Postby davidbanner99@ » Fri Dec 31, 2021 6:43 pm

Some prolonged, nightime reading of late.
In the 1990s, there was a system to diagnose Asperger Syndrome. This involved one large consultation with a specialist, p!us members of family. Acquired anamneses and school background information. At that time, the consultation was serious enough but, these days, I have to view it as inadequate. Having now read so many differing opinions on diagnostic issues, I figure any diagnosis should be a matter of weeks, probably months. The complexity is formidable. Very often too, Asperger's is co-morbid with other neurological conditions.
What's the approach? I tend to think diagnosis remains an approximation. We can't predict how any neurological condition will unfold. You could take two people with the exact same condition but if both were raised in two differing family environments, or schools, the final outcome could represent another outcome entirely.
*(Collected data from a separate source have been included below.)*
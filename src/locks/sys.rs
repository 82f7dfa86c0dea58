//! Platform advisory-lock backends.
//!
//! Both backends go through `fs2` for the lock call itself (`flock` on POSIX,
//! `LockFileEx` on Windows). They differ in how a holder confirms that the file
//! it locked is still the one at the lock path.
//!
//! POSIX locks are purely advisory. Windows byte-range locks also block reads
//! of the locked range through other handles, so diagnostic metadata may be
//! unreadable while a lock is held there. Neither backend enforces anything
//! against processes that do not call into this crate.

use super::types::LockMode;
use fs2::FileExt;
use std::fs::File;
use std::io;

/// One non-blocking lock attempt. `Ok(false)` means another holder has it.
pub(crate) fn try_lock(file: &File, mode: LockMode) -> io::Result<bool> {
    // Fully qualified: std's inherent `File` lock methods shadow the trait.
    let attempt = match mode {
        LockMode::Exclusive => FileExt::try_lock_exclusive(file),
        LockMode::Shared => FileExt::try_lock_shared(file),
    };
    match attempt {
        Ok(()) => Ok(true),
        Err(e) if is_contended(&e) => Ok(false),
        Err(e) => Err(e),
    }
}

pub(crate) fn unlock(file: &File) -> io::Result<()> {
    FileExt::unlock(file)
}

fn is_contended(err: &io::Error) -> bool {
    err.kind() == io::ErrorKind::WouldBlock
        || (err.raw_os_error().is_some()
            && err.raw_os_error() == fs2::lock_contended_error().raw_os_error())
}

pub(crate) use imp::is_current;

#[cfg(unix)]
mod imp {
    use std::fs::{self, File};
    use std::io;
    use std::os::unix::fs::MetadataExt;
    use std::path::Path;

    /// Whether `file` is still the inode linked at `path`.
    ///
    /// A reclaimer may unlink a lock file after we opened it but before our
    /// `flock` succeeded; locking the orphaned inode would not exclude a
    /// process that creates a fresh file at the same path.
    pub(crate) fn is_current(file: &File, path: &Path) -> io::Result<bool> {
        let held = file.metadata()?;
        match fs::metadata(path) {
            Ok(linked) => Ok(held.dev() == linked.dev() && held.ino() == linked.ino()),
            Err(e) if e.kind() == io::ErrorKind::NotFound => Ok(false),
            Err(e) => Err(e),
        }
    }
}

#[cfg(windows)]
mod imp {
    use std::fs::File;
    use std::io;
    use std::path::Path;

    /// A deleted file on Windows stays delete-pending while any handle is
    /// open, and the path cannot be recreated until then; checking that the
    /// path still resolves is sufficient.
    pub(crate) fn is_current(_file: &File, path: &Path) -> io::Result<bool> {
        Ok(path.exists())
    }
}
They call that "exogenic" factors. That's the way stress can influence an ongoing disorder. I think in many cases, a stressful environment or abusive family background can create even greater complications than the actual neurological disorder.
There's a big weakness in therapy and an emphasis on diagnostic labels. In the USSR drugs were used widely to treat autistic conditions. In the 1980s it was what I was offered. The approach was hopeless. Patients need support and explanations. It also helps to know the symptoms experienced are not particularly alien. I suppose all of this may vary according to location.